記者会見するアンドレ・コレアドラゴ氏=6日午前、東京都港区のブラジル大使館

 昨年ブラジルで開かれた国連気候変動枠組み条約第30回締約国会議(COP30)で議長を務めた同国のアンドレ・コレアドラゴ氏が6日、東京都内で記者会見し、COP30では合意できなかった化石燃料からの脱却に向けた「工程表」の策定に改めて意欲を示した。11月にトルコで開かれる次回の締約国会議までに、課題や具体策をまとめた案を各国に提示する考え。

 コレアドラゴ氏は、この工程表が何を意味するのか各国の解釈は異なっており「全員が納得する形を作るのは非常に難しい」と強調。現時点では(1)課題(2)解決策(3)結論と方向性の提示―の三つの構成にする方針だと説明した。早ければ9月の国連総会までに示す。

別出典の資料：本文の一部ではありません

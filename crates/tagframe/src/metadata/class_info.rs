//! Per-type metadata and its signature.

use std::io::{self, Read, Write};

use rustc_hash::FxHashMap;
use sha2::{Digest, Sha256};

use crate::codec::{Decoder, Encoder};
use crate::error::{DecodeError, MetadataError, Result};
use crate::model::DataType;

use super::field_info::FieldInfo;

/// Number of digest bytes kept in a signature.
const SIGNATURE_DIGEST_LEN: usize = 8;

/// Metadata for one serialized type.
///
/// Fields keep their discovery order. Two ClassInfo values are equal when
/// their signatures are equal.
#[derive(Debug, Clone)]
pub struct ClassInfo {
    identifier: i16,
    name: String,
    fields: Vec<FieldInfo>,
    by_name: FxHashMap<String, usize>,
    by_tag: FxHashMap<i16, usize>,
    signature: String,
}

impl ClassInfo {
    /// Creates metadata from an ordered field list.
    ///
    /// Field names must be unique ignoring case; tags must be unique.
    pub fn new(
        identifier: i16,
        name: impl Into<String>,
        fields: Vec<FieldInfo>,
    ) -> std::result::Result<Self, MetadataError> {
        let name = name.into();
        let mut by_name = FxHashMap::with_capacity_and_hasher(fields.len(), Default::default());
        let mut by_tag = FxHashMap::default();
        for (index, field) in fields.iter().enumerate() {
            if by_name.insert(field.name().to_lowercase(), index).is_some() {
                return Err(MetadataError::DuplicateField {
                    class: name,
                    field: field.name().to_string(),
                });
            }
            if let Some(tag) = field.tag() {
                if by_tag.insert(tag, index).is_some() {
                    return Err(MetadataError::DuplicateTag { class: name, tag });
                }
            }
        }
        let signature = compute_signature(identifier, &fields);
        Ok(Self {
            identifier,
            name,
            fields,
            by_name,
            by_tag,
            signature,
        })
    }

    pub fn identifier(&self) -> i16 {
        self.identifier
    }

    pub fn name(&self) -> &str {
        &self.name
    }

    pub fn fields(&self) -> &[FieldInfo] {
        &self.fields
    }

    pub fn field(&self, index: usize) -> Option<&FieldInfo> {
        self.fields.get(index)
    }

    pub fn len(&self) -> usize {
        self.fields.len()
    }

    pub fn is_empty(&self) -> bool {
        self.fields.is_empty()
    }

    /// Content-derived identity of this field layout.
    pub fn signature(&self) -> &str {
        &self.signature
    }

    /// Finds a field index by case-insensitive name.
    pub fn find_field(&self, name: &str) -> Option<usize> {
        self.by_name.get(&name.to_lowercase()).copied()
    }

    /// Finds a field index by tag.
    pub fn find_by_tag(&self, tag: i16) -> Option<usize> {
        self.by_tag.get(&tag).copied()
    }

    // =========================================================================
    // WIRE FORM
    // =========================================================================

    /// Writes the inline metadata body (without the CLASS_INFO tag).
    pub fn encode_into<W: Write>(&self, enc: &mut Encoder<W>) -> io::Result<()> {
        enc.write_i16(self.identifier)?;
        enc.write_str(&self.name)?;
        enc.write_i16(self.fields.len() as i16)?;
        for field in &self.fields {
            enc.write_str(field.name())?;
            enc.write_i16(field.data_type().id() as i16)?;
            enc.write_bool(field.is_primitive())?;
            enc.write_i16(field.class_identifier())?;
            match field.tag() {
                Some(tag) => enc.write_i16(tag)?,
                None => enc.write_null()?,
            }
        }
        Ok(())
    }

    /// Reads an inline metadata body written by [`encode_into`](Self::encode_into).
    pub fn decode_from<R: Read>(dec: &mut Decoder<R>) -> Result<Self> {
        let identifier = dec.read_i16()?;
        let name = dec.read_required_string()?;
        let count = dec.read_i16()?;
        if count < 0 {
            return Err(DecodeError::NegativeLength {
                field: "class fields",
                len: count as i32,
            }
            .into());
        }
        let mut fields = Vec::with_capacity(count as usize);
        for _ in 0..count {
            let field_name = dec.read_required_string()?;
            let id = dec.read_i16()?;
            let data_type = u8::try_from(id)
                .ok()
                .and_then(DataType::from_u8)
                .ok_or(DecodeError::UnknownDataType { id: id as u8 })?;
            let primitive = dec.read_bool()?;
            let class_identifier = dec.read_i16()?;
            let tag = if dec.skip_null()? {
                None
            } else {
                Some(dec.read_i16()?)
            };
            fields.push(FieldInfo::new(field_name, data_type, primitive, class_identifier, tag));
        }
        Ok(Self::new(identifier, name, fields)?)
    }

    /// Serializes this metadata into a standalone framed buffer.
    pub fn to_bytes(&self) -> io::Result<Vec<u8>> {
        let mut enc = Encoder::new(Vec::new());
        self.encode_into(&mut enc)?;
        enc.finish()
    }

    /// Parses metadata produced by [`to_bytes`](Self::to_bytes).
    pub fn from_bytes(bytes: &[u8]) -> Result<Self> {
        Self::decode_from(&mut Decoder::new(bytes))
    }
}

impl PartialEq for ClassInfo {
    fn eq(&self, other: &Self) -> bool {
        self.signature == other.signature
    }
}

impl Eq for ClassInfo {}

/// Computes `{identifier:04x}-{digest}`.
///
/// The digest covers every field sorted by name: name bytes, data type id,
/// then the class identifier low byte and high byte.
fn compute_signature(identifier: i16, fields: &[FieldInfo]) -> String {
    let mut sorted: Vec<&FieldInfo> = fields.iter().collect();
    sorted.sort_by(|a, b| a.name().cmp(b.name()));

    let mut hasher = Sha256::new();
    for field in sorted {
        let class = field.class_identifier();
        hasher.update(field.name().as_bytes());
        hasher.update([field.data_type().id()]);
        hasher.update([(class & 0xFF) as u8, ((class >> 8) & 0xFF) as u8]);
    }
    let digest = hasher.finalize();

    let mut s = String::with_capacity(5 + SIGNATURE_DIGEST_LEN * 2);
    s.push_str(&format!("{:04x}-", identifier as u16));
    for byte in &digest[..SIGNATURE_DIGEST_LEN] {
        s.push_str(&format!("{:02x}", byte));
    }
    s
}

 多くの国が脱化石燃料に踏み出せないのは「どうすればよいのか分からないため」だとし、各国や非政府組織(NGO)、シンクタンク、国際機関などの情報に基づいて方向性を示すという。

 脱化石燃料の工程表はブラジルのルラ大統領がCOP30で提案し80カ国以上が賛同したが、200近い参加国の全会一致が必要な合意文書には盛り込まれなかった。